Le confinement a aussi aggravé la situation des 750 000 réfugiés enregistrés dans le pays, dont une immense majorité de Syriens.
« Beaucoup sont des travailleurs journaliers et n’avaient plus aucune source de revenus en période de confinement. Nous avons identifié 50 000 familles en situation de grande précarité, qui recevront des aides supplémentaires », explique Lilly Carlisle, porte-parole du Haut Commissariat aux réfugiés (HCR) en Jordanie.
« Certains n’arrivent plus à acheter des aliments de base ou des médicaments, et ceux qui vivent dans les camps ne peuvent plus emprunter à l’extérieur, car il n’existe aucune liberté de circulation hors des camps. En revanche, les réfugiés peuvent être soignés gratuitement comme des nationaux », poursuit la responsable du HCR.
Un coût très lourd pour l’économie jordanienne
L’addition du confinement pour l’économie jordanienne s’annonce très salée, laissant peu de marges de manœuvre au gouvernement.
« Depuis 2012, la croissance a rarement dépassé les 2 % et la dette publique, qui s’élevait à 96,6 % du PIB avant la crise, va dépasser les 100 % », affirme Laith al-Ajlouni.
« Des dizaines de milliers de personnes ont déjà été licenciées, et le secteur du tourisme, qui représente 12,5 % du PIB, va mettre longtemps à se relever », analyse Ahmad Awad.
Le royaume hachémite survit largement grâce à l’aide extérieure. En juin 2018, pour faire face à la contestation sociale, le gouvernement avait pu appeler à la rescousse les pays du Golfe.
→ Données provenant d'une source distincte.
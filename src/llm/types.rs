//! Common types for LLM chat completions.

use std::pin::Pin;

use futures::Stream;
use serde::{Deserialize, Serialize};

use super::error::LLMError;

/// A chat completion request (OpenAI-compatible format).
#[derive(Debug, Serialize)]
pub struct ChatRequest {
    pub model: String,
    pub messages: Vec<Message>,
    #[serde(skip_serializing_if = "Option::is_none")]
    pub temperature: Option<f32>,
    #[serde(skip_serializing_if = "Option::is_none")]
    pub max_tokens: Option<u32>,
}

/// A message in a chat conversation.
#[derive(Debug, Clone, Serialize, Deserialize)]
pub struct Message {
    pub role: Role,
    pub content: String,
}

/// The role of a message sender.
#[derive(Debug, Clone, Serialize, Deserialize, PartialEq, Eq)]
#[serde(rename_all = "snake_case")]
pub enum Role {
    System,
    User,
    Assistant,
}

impl std::fmt::Display for Role {
    fn fmt(&self, f: &mut std::fmt::Formatter<'_>) -> std::fmt::Result {
        match self {
            Role::System => write!(f, "system"),
            Role::User => write!(f, "user"),
            Role::Assistant => write!(f, "assistant"),
        }
    }
}

/// A chat completion response.
#[derive(Debug, Deserialize)]
pub struct ChatResponse {
    pub id: String,
    pub choices: Vec<Choice>,
    pub usage: Option<Usage>,
}

/// A single completion choice.
#[derive(Debug, Deserialize)]
pub struct Choice {
    pub index: u32,
    pub message: Message,
    pub finish_reason: Option<String>,
}

/// Token usage statistics.
#[derive(Debug, Clone, PartialEq, Deserialize, Serialize)]
pub struct Usage {
    pub prompt_tokens: u32,
    pub completion_tokens: u32,
    pub total_tokens: u32,
}

/// Events emitted during streaming chat completion.
#[derive(Debug, Clone)]
pub enum StreamEvent {
    /// A content token from the assistant.
    Token(String),
    /// The stream is complete with optional usage stats.
    Done { usage: Option<Usage> },
}

/// A boxed stream of streaming events.
pub type ChatStream = Pin<Box<dyn Stream<Item = Result<StreamEvent, LLMError>> + Send>>;
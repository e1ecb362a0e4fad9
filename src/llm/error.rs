//! LLM error types.

use thiserror::Error;

/// Errors that can occur when making LLM API calls.
#[derive(Debug, Error)]
pub enum LLMError {
    /// HTTP request failed
    #[error("http request failed: {0}")]
    Request(#[from] reqwest::Error),

    /// API returned an error response
    #[error("api error (status {status}): {message}")]
    Api { status: u16, message: String },
}
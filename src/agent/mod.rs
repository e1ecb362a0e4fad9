//! Agent registry types and operations.
//!
//! This module owns the `AgentRecord` data model, the CRUD registry over a
//! pluggable `RecordStore`, and the derived hierarchy views (tree building
//! and delegation search).

mod error;
mod hierarchy;
mod record;
mod registry;

pub use error::RegistryError;
pub use hierarchy::{HierarchySnapshot, TreeNode, MAX_TRAVERSAL_DEPTH};
pub use record::{AgentPatch, AgentRecord, CreateAgent};
pub use registry::AgentRegistry;
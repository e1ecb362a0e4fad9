use std::time::Duration;

use axum::Router;
use axum::http::StatusCode;
use axum::routing::{get, post};
use tower_http::timeout::TimeoutLayer;

use crate::agent::AgentRegistry;
use crate::handlers;
use crate::runtime::AgentRuntime;

// ============================================================================
// Application State
// ============================================================================

/// Shared application state, injected into handlers via axum `State`.
#[derive(Clone)]
pub struct AppState {
    pub registry: AgentRegistry,
    pub runtime: AgentRuntime,
    pub idle_timeout_seconds: u64,
    pub keep_alive_interval_seconds: u64,
}

// ============================================================================
// Server Setup
// ============================================================================

pub fn build_app(state: AppState, request_timeout_seconds: u64) -> Router {
    // SSE streaming routes - no request timeout (uses idle timeout internally)
    let streaming_routes = Router::new()
        .route("/agents/{id}/chat", post(handlers::v1::chat_agent))
        .with_state(state.clone());

    // Regular API routes - with request timeout
    let api_routes = Router::new()
        .route(
            "/agents",
            get(handlers::v1::list_agents).post(handlers::v1::create_agent),
        )
        .route(
            "/agents/{id}",
            get(handlers::v1::get_agent)
                .patch(handlers::v1::update_agent)
                .delete(handlers::v1::delete_agent),
        )
        .route("/agents/{id}/tree", get(handlers::v1::get_agent_tree))
        .route(
            "/agents/{id}/delegate",
            get(handlers::v1::find_delegation_chain),
        )
        .with_state(state.clone())
        .layer(TimeoutLayer::with_status_code(
            StatusCode::REQUEST_TIMEOUT,
            Duration::from_secs(request_timeout_seconds),
        ));

    let api_v1 = Router::new().merge(streaming_routes).merge(api_routes);

    Router::new()
        .route("/livez", get(handlers::livez))
        .route("/readyz", get(handlers::readyz))
        .route("/version", get(handlers::version))
        .nest("/api/v1", api_v1)
}
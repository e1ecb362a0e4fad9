//! Agent registry HTTP handlers.

use axum::Json;
use axum::extract::{Path, Query, State};
use axum::http::StatusCode;
use axum::response::{IntoResponse, Response};
use serde::{Deserialize, Serialize};

use crate::agent::{AgentPatch, AgentRecord, CreateAgent, RegistryError};
use crate::response;
use crate::server::AppState;

#[derive(Serialize)]
pub struct ListAgentsResponse {
    pub agents: Vec<AgentRecord>,
}

#[derive(Deserialize)]
pub struct DelegateQuery {
    pub task_type: String,
}

#[derive(Serialize)]
pub struct DelegationChainResponse {
    pub chain: Vec<String>,
}

/// Map a registry error to an HTTP response.
fn registry_error(e: RegistryError) -> Response {
    match e {
        RegistryError::NotFound { id } => {
            response::not_found(format!("Agent '{id}' not found")).into_response()
        }
        RegistryError::Validation(message) => response::bad_request(message).into_response(),
        RegistryError::Storage(e) => {
            tracing::error!(error = %e, "Registry storage failure");
            response::internal_error("Registry storage failure").into_response()
        }
    }
}

/// GET /api/v1/agents
pub async fn list_agents(State(state): State<AppState>) -> Response {
    match state.registry.list().await {
        Ok(agents) => Json(ListAgentsResponse { agents }).into_response(),
        Err(e) => registry_error(e),
    }
}

/// POST /api/v1/agents
pub async fn create_agent(
    State(state): State<AppState>,
    Json(req): Json<CreateAgent>,
) -> Response {
    match state.registry.create(req).await {
        Ok(record) => (StatusCode::CREATED, Json(record)).into_response(),
        Err(e) => registry_error(e),
    }
}

/// GET /api/v1/agents/{id}
pub async fn get_agent(State(state): State<AppState>, Path(id): Path<String>) -> Response {
    match state.registry.get(&id).await {
        Ok(record) => (StatusCode::OK, Json(record)).into_response(),
        Err(e) => registry_error(e),
    }
}

/// PATCH /api/v1/agents/{id}
pub async fn update_agent(
    State(state): State<AppState>,
    Path(id): Path<String>,
    Json(patch): Json<AgentPatch>,
) -> Response {
    match state.registry.update(&id, patch).await {
        Ok(record) => (StatusCode::OK, Json(record)).into_response(),
        Err(e) => registry_error(e),
    }
}

/// DELETE /api/v1/agents/{id}
///
/// Removal maps to 204; a missing record maps to 404 at the transport layer
/// even though the registry reports it as a plain `false`.
pub async fn delete_agent(State(state): State<AppState>, Path(id): Path<String>) -> Response {
    match state.registry.delete(&id).await {
        Ok(true) => StatusCode::NO_CONTENT.into_response(),
        Ok(false) => response::not_found(format!("Agent '{id}' not found")).into_response(),
        Err(e) => registry_error(e),
    }
}

/// GET /api/v1/agents/{id}/tree
pub async fn get_agent_tree(State(state): State<AppState>, Path(id): Path<String>) -> Response {
    match state.registry.build_tree(&id).await {
        Ok(tree) => (StatusCode::OK, Json(tree)).into_response(),
        Err(e) => registry_error(e),
    }
}

/// GET /api/v1/agents/{id}/delegate?task_type=X
pub async fn find_delegation_chain(
    State(state): State<AppState>,
    Path(id): Path<String>,
    Query(query): Query<DelegateQuery>,
) -> Response {
    match state.registry.find_delegation_chain(&query.task_type, &id).await {
        Ok(chain) => Json(DelegationChainResponse { chain }).into_response(),
        Err(e) => registry_error(e),
    }
}
//! HTTP request handlers.

mod health;
pub mod v1;
mod version;

pub use health::{livez, readyz};
pub use version::version;
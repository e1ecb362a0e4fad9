//! Minimal SSE decoder for provider response byte streams.
//!
//! Splits the incoming bytes on blank lines and collects `data:` field values
//! for each event. Comment lines (leading `:`) and unknown fields are
//! ignored, which is all the OpenAI-style streaming endpoints need.

use std::pin::Pin;
use std::task::{Context, Poll};

use bytes::Bytes;
use futures::Stream;

/// A decoded SSE event.
#[derive(Debug, Clone, PartialEq, Eq)]
pub struct SseEvent {
    /// Concatenated `data:` payload for the event.
    pub data: String,
}

/// Adapter that turns a byte stream into a stream of SSE events.
pub struct SseEventStream<S> {
    inner: S,
    buffer: String,
    ended: bool,
}

impl<S> SseEventStream<S> {
    pub fn new(inner: S) -> Self {
        Self {
            inner,
            buffer: String::new(),
            ended: false,
        }
    }

    /// Append a chunk, normalizing line endings to bare LF.
    ///
    /// A `\r\n` pair may arrive split across two chunks.
    fn push_chunk(&mut self, chunk: &str) {
        let mut chunk = chunk;
        if self.buffer.ends_with('\r') && chunk.starts_with('\n') {
            self.buffer.pop();
            self.buffer.push('\n');
            chunk = &chunk[1..];
        }
        self.buffer.push_str(&chunk.replace("\r\n", "\n"));
    }

    /// Pop the next complete event (terminated by a blank line) off the buffer.
    fn next_event(&mut self) -> Option<SseEvent> {
        // Events are delimited by an empty line; the buffer is LF-normalized.
        let boundary = self.buffer.find("\n\n")?;
        let raw: String = self.buffer.drain(..boundary + 2).collect();

        let mut data_lines = Vec::new();
        for line in raw.lines() {
            // A lone \r can survive normalization when the stream ends mid-pair
            let line = line.trim_end_matches('\r');
            if let Some(value) = line.strip_prefix("data:") {
                data_lines.push(value.strip_prefix(' ').unwrap_or(value));
            }
        }

        // Comment-only events decode to empty data; callers skip those.
        Some(SseEvent {
            data: data_lines.join("\n"),
        })
    }
}

impl<S> Stream for SseEventStream<S>
where
    S: Stream<Item = Result<Bytes, reqwest::Error>> + Unpin,
{
    type Item = Result<SseEvent, reqwest::Error>;

    fn poll_next(mut self: Pin<&mut Self>, cx: &mut Context<'_>) -> Poll<Option<Self::Item>> {
        loop {
            if let Some(event) = self.next_event() {
                return Poll::Ready(Some(Ok(event)));
            }

            if self.ended {
                return Poll::Ready(None);
            }

            match Pin::new(&mut self.inner).poll_next(cx) {
                Poll::Ready(Some(Ok(bytes))) => {
                    let chunk = String::from_utf8_lossy(&bytes).into_owned();
                    self.push_chunk(&chunk);
                }
                Poll::Ready(Some(Err(e))) => return Poll::Ready(Some(Err(e))),
                Poll::Ready(None) => {
                    self.ended = true;
                    // Flush a trailing unterminated event, if any
                    if !self.buffer.ends_with("\n\n") && !self.buffer.is_empty() {
                        self.buffer.push_str("\n\n");
                    }
                }
                Poll::Pending => return Poll::Pending,
            }
        }
    }
}

#[cfg(test)]
mod tests {
    use super::*;
    use futures::StreamExt;

    fn byte_stream(
        chunks: Vec<&'static str>,
    ) -> impl Stream<Item = Result<Bytes, reqwest::Error>> + Unpin {
        futures::stream::iter(
            chunks
                .into_iter()
                .map(|c| Ok(Bytes::from_static(c.as_bytes()))),
        )
    }

    #[tokio::test]
    async fn decodes_single_event() {
        let mut stream = SseEventStream::new(byte_stream(vec!["data: hello\n\n"]));
        let event = stream.next().await.unwrap().unwrap();
        assert_eq!(event.data, "hello");
        assert!(stream.next().await.is_none());
    }

    #[tokio::test]
    async fn reassembles_events_split_across_chunks() {
        let mut stream =
            SseEventStream::new(byte_stream(vec!["data: par", "tial\n\ndata: [DONE]\n\n"]));
        assert_eq!(stream.next().await.unwrap().unwrap().data, "partial");
        assert_eq!(stream.next().await.unwrap().unwrap().data, "[DONE]");
        assert!(stream.next().await.is_none());
    }

    #[tokio::test]
    async fn decodes_crlf_events() {
        let mut stream =
            SseEventStream::new(byte_stream(vec!["data: a\r\n\r\ndata: b\r\n\r\n"]));
        assert_eq!(stream.next().await.unwrap().unwrap().data, "a");
        assert_eq!(stream.next().await.unwrap().unwrap().data, "b");
        assert!(stream.next().await.is_none());
    }

    #[tokio::test]
    async fn reassembles_crlf_pair_split_across_chunks() {
        let mut stream = SseEventStream::new(byte_stream(vec!["data: x\r\n\r", "\ndata: y\r\n\r\n"]));
        assert_eq!(stream.next().await.unwrap().unwrap().data, "x");
        assert_eq!(stream.next().await.unwrap().unwrap().data, "y");
    }

    #[tokio::test]
    async fn ignores_comment_lines() {
        let mut stream =
            SseEventStream::new(byte_stream(vec![": keep-alive\n\ndata: x\n\n"]));
        assert_eq!(stream.next().await.unwrap().unwrap().data, "");
        assert_eq!(stream.next().await.unwrap().unwrap().data, "x");
    }

    #[tokio::test]
    async fn flushes_unterminated_trailing_event() {
        let mut stream = SseEventStream::new(byte_stream(vec!["data: tail"]));
        assert_eq!(stream.next().await.unwrap().unwrap().data, "tail");
        assert!(stream.next().await.is_none());
    }
}
//! Storage abstraction layer.
//!
//! This module defines trait interfaces for persistence operations, with
//! file-based implementations provided in the `file` submodule.
//!
//! # Naming Conventions
//!
//! - `list` - enumerate all entities
//! - `load` - read a single entity, returns `Option` if not found
//! - `save` - create or update (upsert semantics, must be atomic)
//! - `delete` - remove an entity

pub mod error;

mod record;

pub mod file;

pub use error::{StorageError, StorageResult};
pub use record::RecordStore;
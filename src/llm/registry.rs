//! Provider registry for managing LLM provider credentials and creation.

use std::collections::HashMap;
use std::sync::Arc;

use reqwest::Client;
use tracing::{info, warn};

use super::openai::OpenAICompatibleProvider;
use super::provider::{LLMProvider, Provider};

/// Default base URLs for each provider.
pub mod defaults {
    pub const OLLAMA: &str = "http://localhost:11434/v1";
    pub const OPENAI: &str = "https://api.openai.com/v1";
    pub const OPENROUTER: &str = "https://openrouter.ai/api/v1";
}

/// Registry of LLM provider credentials.
///
/// Stores API keys from environment variables and creates provider instances
/// on-demand with optional base_url overrides from configuration.
///
/// The registry holds a shared `reqwest::Client` that is passed to all
/// providers, enabling connection pooling across requests.
#[derive(Clone)]
pub struct ProviderRegistry {
    api_keys: HashMap<Provider, String>,
    client: Client,
}

impl Default for ProviderRegistry {
    fn default() -> Self {
        Self {
            api_keys: HashMap::new(),
            client: Client::new(),
        }
    }
}

impl ProviderRegistry {
    #[must_use]
    pub fn new() -> Self {
        Self::default()
    }

    /// Initialize registry with API keys from environment variables.
    pub fn from_env() -> Self {
        let mut registry = Self::new();

        // Ollama doesn't need an API key
        registry.api_keys.insert(Provider::Ollama, String::new());

        if let Ok(api_key) = std::env::var("OPENAI_API_KEY") {
            registry.api_keys.insert(Provider::OpenAI, api_key);
            info!("Found OpenAI API key");
        }

        if let Ok(api_key) = std::env::var("OPENROUTER_API_KEY") {
            registry.api_keys.insert(Provider::OpenRouter, api_key);
            info!("Found OpenRouter API key");
        }

        if !registry.has_cloud_provider() {
            warn!(
                "No cloud LLM providers configured. \
                Set OPENAI_API_KEY or OPENROUTER_API_KEY, or point the llm \
                config at an ollama instance. Chat falls back to offline responses."
            );
        }

        registry
    }

    /// Check if any cloud provider is configured.
    fn has_cloud_provider(&self) -> bool {
        self.api_keys.contains_key(&Provider::OpenAI)
            || self.api_keys.contains_key(&Provider::OpenRouter)
    }

    /// Create a provider instance with optional base_url override.
    ///
    /// All providers share the registry's `reqwest::Client` for connection
    /// pooling. Returns `None` when the provider has no credentials (or is
    /// unknown), in which case the caller decides how to degrade.
    pub fn get(&self, provider: &Provider, base_url: Option<&str>) -> Option<Arc<dyn LLMProvider>> {
        match provider {
            Provider::Ollama => {
                if !self.api_keys.contains_key(provider) {
                    return None;
                }
                let url = base_url.unwrap_or(defaults::OLLAMA);
                Some(Arc::new(OpenAICompatibleProvider::new(
                    self.client.clone(),
                    url.to_string(),
                    None,
                )))
            }
            Provider::OpenAI => {
                let api_key = self.api_keys.get(provider)?;
                let url = base_url.unwrap_or(defaults::OPENAI);
                Some(Arc::new(OpenAICompatibleProvider::new(
                    self.client.clone(),
                    url.to_string(),
                    Some(api_key.clone()),
                )))
            }
            Provider::OpenRouter => {
                let api_key = self.api_keys.get(provider)?;
                let url = base_url.unwrap_or(defaults::OPENROUTER);
                Some(Arc::new(OpenAICompatibleProvider::new(
                    self.client.clone(),
                    url.to_string(),
                    Some(api_key.clone()),
                )))
            }
            Provider::Other(name) => {
                warn!("Unknown provider: {}", name);
                None
            }
        }
    }

    /// Insert an API key directly (used by tests and embedding callers).
    pub fn with_api_key(mut self, provider: Provider, api_key: impl Into<String>) -> Self {
        self.api_keys.insert(provider, api_key.into());
        self
    }
}
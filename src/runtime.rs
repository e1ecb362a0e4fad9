//! Chat runtime: turns an agent record plus user input into a token stream.
//!
//! The runtime does not interpret the model output; it assembles a chat
//! request from the record (system prompt, model) and proxies the provider's
//! stream. When no provider is configured it degrades to a deterministic
//! offline word-stream so the console stays usable without credentials.

use futures::stream;
use tracing::warn;

use crate::agent::AgentRecord;
use crate::llm::{ChatRequest, ChatStream, Message, Provider, ProviderRegistry, Role, StreamEvent};

/// Thin invocation layer shared across request handlers.
#[derive(Clone)]
pub struct AgentRuntime {
    providers: ProviderRegistry,
    provider: Provider,
    base_url: Option<String>,
}

impl AgentRuntime {
    pub fn new(providers: ProviderRegistry, provider: Provider, base_url: Option<String>) -> Self {
        Self {
            providers,
            provider,
            base_url,
        }
    }

    /// Produce a token stream for one user message against `record`.
    ///
    /// The stream always terminates with a `Done` event; provider errors
    /// surface as stream items, not as a call failure.
    pub async fn generate(&self, record: &AgentRecord, input: &str) -> ChatStream {
        let Some(provider) = self.providers.get(&self.provider, self.base_url.as_deref()) else {
            warn!(
                provider = %self.provider,
                agent = %record.id,
                "No LLM provider configured, using offline response"
            );
            return offline_stream(record, input);
        };

        let request = ChatRequest {
            model: record.model.clone(),
            messages: vec![
                Message {
                    role: Role::System,
                    content: record.system_prompt.clone(),
                },
                Message {
                    role: Role::User,
                    content: input.to_string(),
                },
            ],
            temperature: None,
            max_tokens: None,
        };

        match provider.chat_stream(request).await {
            Ok(stream) => stream,
            Err(e) => {
                warn!(error = %e, agent = %record.id, "LLM request failed, using offline response");
                offline_stream(record, input)
            }
        }
    }
}

/// Deterministic word-by-word response used when no provider is reachable.
fn offline_stream(record: &AgentRecord, input: &str) -> ChatStream {
    let intro = record
        .system_prompt
        .split(". ")
        .next()
        .map(str::trim)
        .filter(|s| !s.is_empty())
        .unwrap_or("I'm ready to help.");

    let response = format!(
        "[{}] {} You said: {}",
        record.name,
        intro.trim_end_matches('.'),
        input
    );

    let events: Vec<_> = response
        .split(' ')
        .map(|word| Ok(StreamEvent::Token(format!("{word} "))))
        .chain(std::iter::once(Ok(StreamEvent::Done { usage: None })))
        .collect();

    Box::pin(stream::iter(events))
}

#[cfg(test)]
mod tests {
    use super::*;
    use futures::StreamExt;

    fn sample_record() -> AgentRecord {
        AgentRecord {
            id: "r1".to_string(),
            name: "helper".to_string(),
            model: "gpt-4.1-mini".to_string(),
            system_prompt: "You are a concise assistant. Keep answers short.".to_string(),
            tools: Vec::new(),
            parent_agent_id: None,
            agent_type: None,
            capabilities: Vec::new(),
            specializations: Vec::new(),
            status: None,
        }
    }

    #[tokio::test]
    async fn unconfigured_runtime_streams_offline_response() {
        let runtime = AgentRuntime::new(ProviderRegistry::new(), Provider::OpenAI, None);
        let record = sample_record();

        let mut stream = runtime.generate(&record, "hello").await;

        let mut text = String::new();
        let mut saw_done = false;
        while let Some(event) = stream.next().await {
            match event.unwrap() {
                StreamEvent::Token(t) => text.push_str(&t),
                StreamEvent::Done { .. } => saw_done = true,
            }
        }

        assert!(saw_done);
        assert!(text.contains("[helper]"));
        assert!(text.contains("You are a concise assistant"));
        assert!(text.contains("hello"));
    }

    #[tokio::test]
    async fn offline_stream_is_deterministic() {
        let record = sample_record();
        let collect = |mut s: ChatStream| async move {
            let mut out = String::new();
            while let Some(Ok(StreamEvent::Token(t))) = s.next().await {
                out.push_str(&t);
            }
            out
        };

        let a = collect(offline_stream(&record, "ping")).await;
        let b = collect(offline_stream(&record, "ping")).await;
        assert_eq!(a, b);
    }
}
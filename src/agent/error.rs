//! Registry error types.

use thiserror::Error;

use crate::store::StorageError;

/// Errors surfaced by registry operations.
#[derive(Debug, Error)]
pub enum RegistryError {
    /// No record exists for the requested id.
    #[error("agent not found: {id}")]
    NotFound { id: String },

    /// Malformed input fields on create/update, rejected before any write.
    #[error("validation error: {0}")]
    Validation(String),

    /// Underlying storage failure.
    #[error(transparent)]
    Storage(#[from] StorageError),
}

impl RegistryError {
    pub fn not_found(id: impl Into<String>) -> Self {
        Self::NotFound { id: id.into() }
    }

    pub fn validation(message: impl Into<String>) -> Self {
        Self::Validation(message.into())
    }
}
« L’Arabie saoudite, les Émirats arabes unis et le Koweit avaient renfloué l’économie via des prêts d’une valeur de 2,5 milliards de dollars, mais avec la chute historique des cours du pétrole, il est peu probable qu’ils remettent la main à la poche »
- Ahmad Awad, directeur du Centre Phénix des études économiques et informatiques
« L’Arabie saoudite, les Émirats arabes unis et le Koweit avaient renfloué l’économie via des prêts d’une valeur de 2,5 milliards de dollars, mais avec la chute historique des cours du pétrole, il est peu probable qu’ils remettent la main à la poche », assure Ahmad Awad.
L’État jordanien vit depuis les années 80 grâce aux perfusions du Fonds monétaire international, à l’origine de la réforme fiscale conspuée en 2018. Fin mars, l’institution internationale a débloqué un plan d’aide de 1,3 milliard de dollars pour la Jordanie, qui a été acté en janvier dernier.
L’Union européenne pourrait prochainement allouer 200 millions d’euros au pays pour l’aider à faire face aux conséquences de la pandémie, tandis que la Banque mondiale a aussi apporté son soutien.
Les bailleurs internationaux sont plus que jamais soucieux d’éviter une ébullition au sein du royaume, garant de la stabilité au Moyen-Orient, alors que la concrétisation de l’annexion d’un tiers de la Cisjordanie par Israël, prévue en juillet, risque de provoquer de fortes tensions dans le pays, où les Palestiniens représentent 60 % de la population.
* Le prénom a été modifié à la demande de la personne interviewée.